With a fixed-rate loan, your monthly payment remains the same for the entire duration of the mortgage. The portion allocated to principal (the loan amount) will increase, but the amount you pay in interest will decrease in the same amount. Your property taxes may go up (or rarely, down), and so might the homeowner's insurance in your monthly payment. For the most part payments for your fixed-rate mortgage will increase very little.

Your first few years of payments on a fixed-rate loan go mostly to pay interest. As you pay on the loan, more of your payment goes toward principal.

Borrowers might choose a fixed-rate loan to lock in a low interest rate. Borrowers select these types of loans because interest rates are low and they want to lock in at this low rate. For homeowners who have an ARM now, refinancing with a fixed-rate loan can offer greater consistency in monthly payments. If you have an Adjustable Rate Mortgage (ARM) now, we'll be glad to assist you in locking a fixed-rate at a favorable rate. Call Executive Lending Group, LLC at (816) 525-8000 & (81 to discuss how we can help.

There are many different kinds of Adjustable Rate Mortgages. ARMs usually adjust every six months, based on various indexes.

The majority of ARMs feature this cap, so they won't go up over a certain amount in a given period. Your ARM may feature a cap on how much your interest rate can increase in one period. For example: no more than two percent per year, even though the index the rate is based on increases by more than two percent. Sometimes an ARM has a "payment cap" which ensures that your payment can't increase beyond a certain amount over the course of a given year. Additionally, the great majority of adjustable programs have a "lifetime cap" — this cap means that the interest rate can't ever go over the capped amount.

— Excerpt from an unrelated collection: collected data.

#[cfg(test)]
mod tests {
    use super::*;
    use crate::db::memory::MemoryDatabase;
    use crate::db::SessionSource;
    use crate::query::JoinQuery;
    use api_shared::ColumnMeta;
    use rand::rngs::StdRng;
    use rand::SeedableRng;
    use std::collections::VecDeque;
    use std::sync::Arc;
    use tdm_types::Environment;

    /// Session whose inserts fail with scripted errors, one per attempt.
    #[derive(Default)]
    struct ScriptedSession {
        insert_failures: VecDeque<DbError>,
        intake_failures: VecDeque<DbError>,
        rollback_fails: bool,
        read_back_missing: bool,
        intake_precision: Option<i64>,
        commits: u32,
        rollbacks: u32,
        read_back_keys: Vec<(String, String)>,
    }

    impl Session for ScriptedSession {
        fn table_columns(&mut self, _table: &Identifier) -> DbResult<Vec<ColumnMeta>> {
            Ok(vec![ColumnMeta {
                column_name: "INTAKEID".into(),
                data_type: "NUMBER".into(),
                data_length: Some(22),
                data_precision: self.intake_precision,
                is_nullable: false,
            }])
        }

        fn select_first(&mut self, _query: &JoinQuery) -> DbResult<Option<Row>> {
            Ok(None)
        }

        fn insert_patient(&mut self, _c: &IntakeCandidate) -> DbResult<()> {
            match self.insert_failures.pop_front() {
                Some(err) => Err(err),
                None => Ok(()),
            }
        }

        fn insert_intake_plan(&mut self, _c: &IntakeCandidate) -> DbResult<()> {
            Ok(())
        }

        fn insert_intake(&mut self, _c: &IntakeCandidate) -> DbResult<()> {
            match self.intake_failures.pop_front() {
                Some(err) => Err(err),
                None => Ok(()),
            }
        }

        fn commit(&mut self) -> DbResult<()> {
            self.commits += 1;
            Ok(())
        }

        fn rollback(&mut self) -> DbResult<()> {
            self.rollbacks += 1;
            if self.rollback_fails {
                return Err(DbError::new(Some(3113), "end-of-file on communication channel"));
            }
            Ok(())
        }

        fn read_back(&mut self, patient_number: &str, intake_id: &str) -> DbResult<Option<Row>> {
            self.read_back_keys
                .push((patient_number.to_string(), intake_id.to_string()));
            if self.read_back_missing {
                return Ok(None);
            }
            let mut row = Row::new();
            row.insert("PATIENTNUMBER".into(), patient_number.into());
            Ok(Some(row))
        }
    }

    fn unique() -> DbError {
        DbError::new(Some(1), "unique constraint (TDM.PK_TBLPATIENT) violated")
    }

    fn rng() -> StdRng {
        StdRng::seed_from_u64(42)
    }

    #[test]
    fn generated_candidate_has_the_expected_shape() {
        let c = IntakeCandidate::generate(&mut rng(), 12);
        assert_eq!(c.patient_number.len(), 10);
        assert!(!c.patient_number.starts_with('0'));
        assert!(c.first_name.starts_with("TEST") && c.first_name.len() == 9);
        assert!(c.last_name.starts_with("AUTO") && c.last_name.len() == 9);
        assert_eq!(c.intake_id.len(), 12);
        assert_eq!(c.operation_center_code, "001");
        assert_eq!(c.plan_level_code, "01");

        let dob = crate::db::memory::parse_rr_date(&c.date_of_birth).unwrap();
        let age = Utc::now().date_naive().years_since(dob).unwrap();
        assert!((18..=75).contains(&age), "age {age}");
    }

    #[test]
    fn overrides_are_case_insensitive_and_blank_means_generate() {
        let overrides = IntakeOverrides::new([
            ("patientNumber", "1234567890"),
            ("FirstName", "  "),
            ("DOB", "01-JAN-80"),
        ])
        .unwrap();
        assert_eq!(overrides.get("PATIENTNUMBER"), Some("1234567890"));
        assert_eq!(overrides.get("FIRSTNAME"), None);

        let mut c = IntakeCandidate::generate(&mut rng(), 10);
        c.apply(&overrides);
        assert_eq!(c.patient_number, "1234567890");
        assert_eq!(c.date_of_birth, "01-JAN-80");
        assert!(c.first_name.starts_with("TEST"));
    }

    #[test]
    fn unknown_override_is_rejected() {
        let err = IntakeOverrides::new([("SSN", "123")]).unwrap_err();
        assert!(matches!(err, TestDataError::InvalidInput(_)));
    }

    #[test]
    fn precision_comes_from_the_catalog_with_default_and_cap() {
        let mut session = ScriptedSession::default();
        assert_eq!(intake_id_precision(&mut session).unwrap(), 10);
        session.intake_precision = Some(12);
        assert_eq!(intake_id_precision(&mut session).unwrap(), 12);
        session.intake_precision = Some(38);
        assert_eq!(intake_id_precision(&mut session).unwrap(), 18);
    }

    #[test]
    fn retries_unique_violations_then_succeeds() {
        let mut session = ScriptedSession {
            insert_failures: VecDeque::from([unique(), unique()]),
            ..Default::default()
        };
        let created = IntakeCreator::new(5)
            .unwrap()
            .create(&mut session, &mut rng(), &IntakeOverrides::default())
            .unwrap();

        assert_eq!(created.attempts, 3);
        assert_eq!(session.rollbacks, 2);
        assert_eq!(session.commits, 1);
        assert_eq!(
            session.read_back_keys,
            vec![(created.patient_number.clone(), created.intake_id.clone())]
        );
        assert_eq!(created.record["PATIENTNUMBER"], created.patient_number.as_str());
    }

    #[test]
    fn stops_at_the_attempt_bound() {
        let mut session = ScriptedSession {
            insert_failures: (0..10).map(|_| unique()).collect(),
            ..Default::default()
        };
        let err = IntakeCreator::new(5)
            .unwrap()
            .create(&mut session, &mut rng(), &IntakeOverrides::default())
            .unwrap_err();

        assert!(matches!(err, TestDataError::RetriesExhausted { attempts: 5 }));
        assert_eq!(err.to_string(), "Failed to create intake data after 5 attempts");
        assert_eq!(session.rollbacks, 5);
        assert_eq!(session.commits, 0);
    }

    #[test]
    fn other_errors_fail_fast_and_survive_a_failed_rollback() {
        let mut session = ScriptedSession {
            insert_failures: VecDeque::from([DbError::new(Some(1400), "cannot insert NULL")]),
            rollback_fails: true,
            ..Default::default()
        };
        let err = IntakeCreator::new(50)
            .unwrap()
            .create(&mut session, &mut rng(), &IntakeOverrides::default())
            .unwrap_err();

        match err {
            TestDataError::Database(db) => assert_eq!(db.code, Some(1400)),
            other => panic!("expected database error, got {other:?}"),
        }
        assert_eq!(session.rollbacks, 1);
    }

    #[test]
    fn missing_read_back_is_a_verification_failure() {
        let mut session = ScriptedSession {
            read_back_missing: true,
            ..Default::default()
        };
        let err = IntakeCreator::new(5)
            .unwrap()
            .create(&mut session, &mut rng(), &IntakeOverrides::default())
            .unwrap_err();
        assert!(matches!(err, TestDataError::VerificationFailed { .. }));
    }

    #[test]
    fn collision_on_a_pinned_key_is_not_retried() {
        let mut session = ScriptedSession {
            intake_failures: (0..10)
                .map(|_| DbError::new(Some(1), "unique constraint (TDM.PK_TBLPATINTAKE) violated"))
                .collect(),
            ..Default::default()
        };
        let overrides = IntakeOverrides::new([("INTAKEID", "1234567890")]).unwrap();
        let err = IntakeCreator::new(50)
            .unwrap()
            .create(&mut session, &mut rng(), &overrides)
            .unwrap_err();

        match err {
            TestDataError::KeyAlreadyExists { column, value } => {
                assert_eq!(column, "INTAKEID");
                assert_eq!(value, "1234567890");
            }
            other => panic!("expected pinned key conflict, got {other:?}"),
        }
        assert_eq!(session.rollbacks, 1);
        assert_eq!(session.intake_failures.len(), 9);
    }

    #[test]
    fn collision_on_a_generated_key_still_retries_when_another_is_pinned() {
        let mut session = ScriptedSession {
            insert_failures: VecDeque::from([unique()]),
            ..Default::default()
        };
        let overrides = IntakeOverrides::new([("INTAKEID", "1234567890")]).unwrap();
        let created = IntakeCreator::new(50)
            .unwrap()
            .create(&mut session, &mut rng(), &overrides)
            .unwrap();

        assert_eq!(created.attempts, 2);
        assert_eq!(created.intake_id, "1234567890");
    }

    #[test]
    fn pinned_intake_id_conflicts_against_the_memory_database() {
        let db = MemoryDatabase::new();
        let overrides = IntakeOverrides::new([("INTAKEID", "1234567890")]).unwrap();
        let creator = IntakeCreator::new(50).unwrap();

        let mut session = db.open(Environment::Q2).unwrap();
        creator
            .create(session.as_mut(), &mut rng(), &overrides)
            .unwrap();

        let mut session = db.open(Environment::Q2).unwrap();
        let err = creator
            .create(session.as_mut(), &mut StdRng::seed_from_u64(7), &overrides)
            .unwrap_err();
        assert_eq!(err.to_string(), "INTAKEID 1234567890 already exists");
    }

    #[test]
    fn zero_attempts_is_rejected() {
        assert!(IntakeCreator::new(0).is_err());
    }

    #[test]
    fn concurrent_callers_with_identical_seeds_get_distinct_records() {
        let db = Arc::new(MemoryDatabase::new());
        let creator = IntakeCreator::new(50).unwrap();

        let handles: Vec<_> = (0..2)
            .map(|_| {
                let db = db.clone();
                std::thread::spawn(move || {
                    let mut session = db.open(Environment::Q4).unwrap();
                    let mut rng = StdRng::seed_from_u64(99);
                    creator
                        .create(session.as_mut(), &mut rng, &IntakeOverrides::default())
                        .unwrap()
                })
            })
            .collect();
        let created: Vec<CreatedIntake> =
            handles.into_iter().map(|h| h.join().unwrap()).collect();

        assert_ne!(created[0].patient_number, created[1].patient_number);
        assert!(created.iter().any(|c| c.attempts == 1));
        assert!(created.iter().any(|c| c.attempts >= 2));

        let mut session = db.open(Environment::Q4).unwrap();
        for c in &created {
            assert!(session
                .read_back(&c.patient_number, &c.intake_id)
                .unwrap()
                .is_some());
        }
    }

    #[test]
    fn creates_against_the_memory_database_with_overrides() {
        let db = MemoryDatabase::new();
        let mut session = db.open(Environment::Q1).unwrap();
        let overrides = IntakeOverrides::new([("LASTNAME", "AUTOFIXED")]).unwrap();
        let created = IntakeCreator::new(50)
            .unwrap()
            .create(session.as_mut(), &mut rng(), &overrides)
            .unwrap();

        assert_eq!(created.attempts, 1);
        assert_eq!(created.record["LASTNAME"], "AUTOFIXED");
        assert_eq!(created.record["PATIENTNUMBER"], created.patient_number.as_str());
        assert!(created.record["INTAKEID"].is_i64());
    }
}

ARMs most often have the lowest rates toward the beginning of the loan. They provide the lower interest rate for an initial period that varies greatly. You may have heard about "3/1 ARMs" or "5/1 ARMs". In these loans, the introductory rate is set for three or five years. It then adjusts every year. These kinds of loans are fixed for a certain number of years (3 or 5), then adjust after the initial period. Loans like this are often best for people who anticipate moving in three or five years. These types of adjustable rate loans are best for borrowers who will sell their house or refinance before the loan adjusts.

Most people who choose ARMs choose them when they want to get lower introductory rates and don't plan to stay in the house longer than this introductory low-rate period. ARMs can be risky in a down market because homeowners can get stuck with increasing rates if they can't sell their home or refinance with a lower property value.